There's never been any definitive evidence, nothing widely accepted as proof, that intelligent life has ever visited this planet. This is why the entire global scientific community gets excited over the prospect of finding water on another planet or moon in our solar system, because that may mean other lifeforms, even if only microbial, and then "we are not alone".

While it's statistically accepted that there must be intelligent life elsewhere in the universe, such is the number of suitable exoplanets, it's not accepted that they would have a way of getting here within any organic creature's lifetime, not unless they could exceed the speed of light, so that wormholes have to be theorised to fast track their journey by bending space and time.

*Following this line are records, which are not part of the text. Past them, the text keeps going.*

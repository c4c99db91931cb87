//! Volume Claims
//!
//! A claim is the request boundary's description of a volume: a name, a set
//! of string properties, and resource requests. Recognised properties are
//! enumerated by [`PropertyKey`]; anything else on the claim is carried along
//! untouched.

use crate::error::{Error, Result};
use k8s_openapi::apimachinery::pkg::api::resource::Quantity;
use serde::{Deserialize, Serialize};
use std::collections::BTreeMap;
use std::str::FromStr;

/// Resource request name holding the volume size
pub const STORAGE_RESOURCE: &str = "storage";

// =============================================================================
// Property Keys
// =============================================================================

/// How a property obtains its value when the claim does not carry one
#[derive(Debug, Clone, Copy, PartialEq, Eq)]
pub enum PropertyRequirement {
    /// Must come from the claim or the orchestrator; no fallback
    Required,
    /// Falls back to a built-in value after orchestrator defaults
    Defaulted(&'static str),
    /// Filled by the network allocator
    Allocated,
    /// Computed from other properties
    Derived,
}

/// Every property the provisioner recognises on a claim
#[derive(Debug, Clone, Copy, PartialEq, Eq, PartialOrd, Ord, Hash)]
pub enum PropertyKey {
    Region,
    Datacenter,
    ControllerImage,
    ControllerIps,
    ReplicaIps,
    ReplicaCount,
    NetworkType,
    NetworkCidr,
    SubnetCidr,
    Interface,
    PersistenceLocation,
    StorageSize,
}

impl PropertyKey {
    /// All recognised keys, in resolution order
    pub const ALL: [PropertyKey; 12] = [
        PropertyKey::Region,
        PropertyKey::Datacenter,
        PropertyKey::ControllerImage,
        PropertyKey::ControllerIps,
        PropertyKey::ReplicaIps,
        PropertyKey::ReplicaCount,
        PropertyKey::NetworkType,
        PropertyKey::NetworkCidr,
        PropertyKey::SubnetCidr,
        PropertyKey::Interface,
        PropertyKey::PersistenceLocation,
        PropertyKey::StorageSize,
    ];

    /// Label under which the property is stored on a claim
    pub fn label(self) -> &'static str {
        match self {
            PropertyKey::Region => "region",
            PropertyKey::Datacenter => "datacenter",
            PropertyKey::ControllerImage => "controllerImage",
            PropertyKey::ControllerIps => "controllerIPs",
            PropertyKey::ReplicaIps => "replicaIPs",
            PropertyKey::ReplicaCount => "replicaCount",
            PropertyKey::NetworkType => "networkType",
            PropertyKey::NetworkCidr => "networkCIDR",
            PropertyKey::SubnetCidr => "subnetCIDR",
            PropertyKey::Interface => "interface",
            PropertyKey::PersistenceLocation => "persistenceLocation",
            PropertyKey::StorageSize => "storageSize",
        }
    }

    /// Declared fallback behaviour of the property
    pub fn requirement(self) -> PropertyRequirement {
        match self {
            PropertyKey::Region
            | PropertyKey::Datacenter
            | PropertyKey::ControllerImage
            | PropertyKey::StorageSize => PropertyRequirement::Required,
            PropertyKey::ControllerIps | PropertyKey::ReplicaIps => PropertyRequirement::Allocated,
            PropertyKey::SubnetCidr => PropertyRequirement::Derived,
            PropertyKey::ReplicaCount => PropertyRequirement::Defaulted("2"),
            PropertyKey::NetworkType => PropertyRequirement::Defaulted("host"),
            PropertyKey::NetworkCidr => PropertyRequirement::Defaulted("172.28.128.0/24"),
            PropertyKey::Interface => PropertyRequirement::Defaulted("enp0s8"),
            PropertyKey::PersistenceLocation => PropertyRequirement::Defaulted("/tmp/"),
        }
    }

    /// Built-in hard default, if the property has one
    pub fn builtin_default(self) -> Option<&'static str> {
        match self.requirement() {
            PropertyRequirement::Defaulted(value) => Some(value),
            _ => None,
        }
    }
}

impl std::fmt::Display for PropertyKey {
    fn fmt(&self, f: &mut std::fmt::Formatter<'_>) -> std::fmt::Result {
        write!(f, "{}", self.label())
    }
}

impl FromStr for PropertyKey {
    type Err = Error;

    fn from_str(s: &str) -> Result<Self> {
        PropertyKey::ALL
            .iter()
            .copied()
            .find(|key| key.label() == s)
            .ok_or_else(|| Error::InvalidProperty {
                key: s.to_string(),
                value: String::new(),
                reason: "unrecognised property".into(),
            })
    }
}

// =============================================================================
// Volume Claim
// =============================================================================

/// A request for a replicated block volume
#[derive(Debug, Clone, Default, Serialize, Deserialize)]
#[serde(rename_all = "camelCase")]
pub struct VolumeClaim {
    /// Volume name; also the topology identity
    pub name: String,
    /// String properties, keyed by [`PropertyKey::label`] for recognised ones
    #[serde(default)]
    pub labels: BTreeMap<String, String>,
    /// Resource requests (at least `storage`)
    #[serde(default)]
    pub resources: BTreeMap<String, Quantity>,
}

impl VolumeClaim {
    /// Create an empty claim for a volume
    pub fn new(name: impl Into<String>) -> Self {
        Self {
            name: name.into(),
            ..Default::default()
        }
    }

    /// Builder-style property setter
    pub fn with(mut self, key: PropertyKey, value: impl Into<String>) -> Self {
        self.set(key, value);
        self
    }

    /// Builder-style storage request setter
    pub fn with_storage(mut self, size: impl Into<String>) -> Self {
        self.resources
            .insert(STORAGE_RESOURCE.to_string(), Quantity(size.into()));
        self
    }

    /// Ensure the claim has an identity
    pub fn validate_identity(&self) -> Result<()> {
        if self.name.trim().is_empty() {
            return Err(Error::missing("name"));
        }
        Ok(())
    }

    /// Get a property; empty strings count as absent
    pub fn get(&self, key: PropertyKey) -> Option<&str> {
        self.labels
            .get(key.label())
            .map(String::as_str)
            .filter(|v| !v.trim().is_empty())
    }

    /// Get a property or fail naming the key
    pub fn require(&self, key: PropertyKey) -> Result<&str> {
        self.get(key).ok_or_else(|| Error::missing(key.label()))
    }

    /// Whether the property carries a non-empty value
    pub fn is_set(&self, key: PropertyKey) -> bool {
        self.get(key).is_some()
    }

    /// Set a property, replacing any previous value
    pub fn set(&mut self, key: PropertyKey, value: impl Into<String>) {
        self.labels.insert(key.label().to_string(), value.into());
    }

    /// Set a property only if it is absent. Returns whether it was set.
    pub fn set_if_absent(&mut self, key: PropertyKey, value: impl Into<String>) -> bool {
        if self.is_set(key) {
            return false;
        }
        self.set(key, value);
        true
    }

    /// The `storage` resource request, if any
    pub fn storage_request(&self) -> Option<&str> {
        self.resources
            .get(STORAGE_RESOURCE)
            .map(|q| q.0.as_str())
            .filter(|v| !v.trim().is_empty())
    }

    /// Replica addresses as listed on the claim, in order
    pub fn replica_ips(&self) -> Result<Vec<String>> {
        match self.get(PropertyKey::ReplicaIps) {
            Some(value) => split_list(PropertyKey::ReplicaIps, value),
            None => Ok(Vec::new()),
        }
    }
}

/// Split a comma-separated property value. Every element must be non-blank.
pub fn split_list(key: PropertyKey, value: &str) -> Result<Vec<String>> {
    value
        .split(',')
        .map(str::trim)
        .map(|v| match v.is_empty() {
            true => Err(Error::InvalidProperty {
                key: key.label().to_string(),
                value: value.to_string(),
                reason: "empty list element".into(),
            }),
            false => Ok(v.to_string()),
        })
        .collect()
}

#[cfg(test)]
mod tests {
    use super::*;

    #[test]
    fn test_labels_round_trip_through_from_str() {
        for key in PropertyKey::ALL {
            assert_eq!(key.label().parse::<PropertyKey>().unwrap(), key);
        }
        assert!("bogus".parse::<PropertyKey>().is_err());
    }

    #[test]
    fn test_builtin_defaults() {
        assert_eq!(PropertyKey::ReplicaCount.builtin_default(), Some("2"));
        assert_eq!(PropertyKey::NetworkType.builtin_default(), Some("host"));
        assert_eq!(PropertyKey::ControllerImage.builtin_default(), None);
        assert_eq!(PropertyKey::ReplicaIps.builtin_default(), None);
    }

    #[test]
    fn test_empty_values_are_absent() {
        let mut claim = VolumeClaim::new("vol1").with(PropertyKey::Region, "  ");
        assert!(!claim.is_set(PropertyKey::Region));
        assert!(claim.set_if_absent(PropertyKey::Region, "global"));
        assert!(!claim.set_if_absent(PropertyKey::Region, "other"));
        assert_eq!(claim.get(PropertyKey::Region), Some("global"));
    }

    #[test]
    fn test_replica_ips_split() {
        let claim = VolumeClaim::new("vol1").with(PropertyKey::ReplicaIps, "10.0.0.5, 10.0.0.6");
        assert_eq!(claim.replica_ips().unwrap(), vec!["10.0.0.5", "10.0.0.6"]);
        assert!(VolumeClaim::new("vol1").replica_ips().unwrap().is_empty());
    }

    #[test]
    fn test_blank_list_element_rejected() {
        for value in ["10.0.0.5,,10.0.0.6", "10.0.0.5,10.0.0.6,", ",10.0.0.5"] {
            let claim = VolumeClaim::new("vol1").with(PropertyKey::ReplicaIps, value);
            assert!(
                matches!(
                    claim.replica_ips(),
                    Err(Error::InvalidProperty { ref key, .. }) if key == "replicaIPs"
                ),
                "{} accepted",
                value
            );
        }
    }

    #[test]
    fn test_claim_deserializes_from_json() {
        let claim: VolumeClaim = serde_json::from_str(
            r#"{"name":"vol1","labels":{"replicaCount":"2"},"resources":{"storage":"5Gi"}}"#,
        )
        .unwrap();
        assert_eq!(claim.name, "vol1");
        assert_eq!(claim.get(PropertyKey::ReplicaCount), Some("2"));
        assert_eq!(claim.storage_request(), Some("5Gi"));
    }

    #[test]
    fn test_nameless_claim_rejected() {
        assert!(VolumeClaim::new("").validate_identity().is_err());
        assert!(VolumeClaim::new("vol1").validate_identity().is_ok());
    }
}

A man-made object, the Voyager spacecraft, is now outside the solar system, travelling as fast as any spacecraft humans ever devised, yet it will still take it 40,000 years to reach the nearest star .

When you have a mystery such as the DPI it's not useful to introduce another mystery in order to explain it, you're very unlikely to ever solve it if you do. It'd be like me losing my keys and because I cannot accept the simplistic explanation I tell myself the pixies had taken them. It wouldn't be a credible explanation, even if others said the same thing of their missing keys, and it wouldn't serve to help me find mine.


Hey the "Pixie theory for the DPI" i like it!


More seriously ball lightning is a well documented phenomenon and there are reports of "heat rays" emanating from it. As for aliens well there are a lot of eye witness reports of visitation but never any evidence (or hardly any). But there's no lack of evidence wrt cattle mutilations. These are subjects that need more research. Ditto crop circles.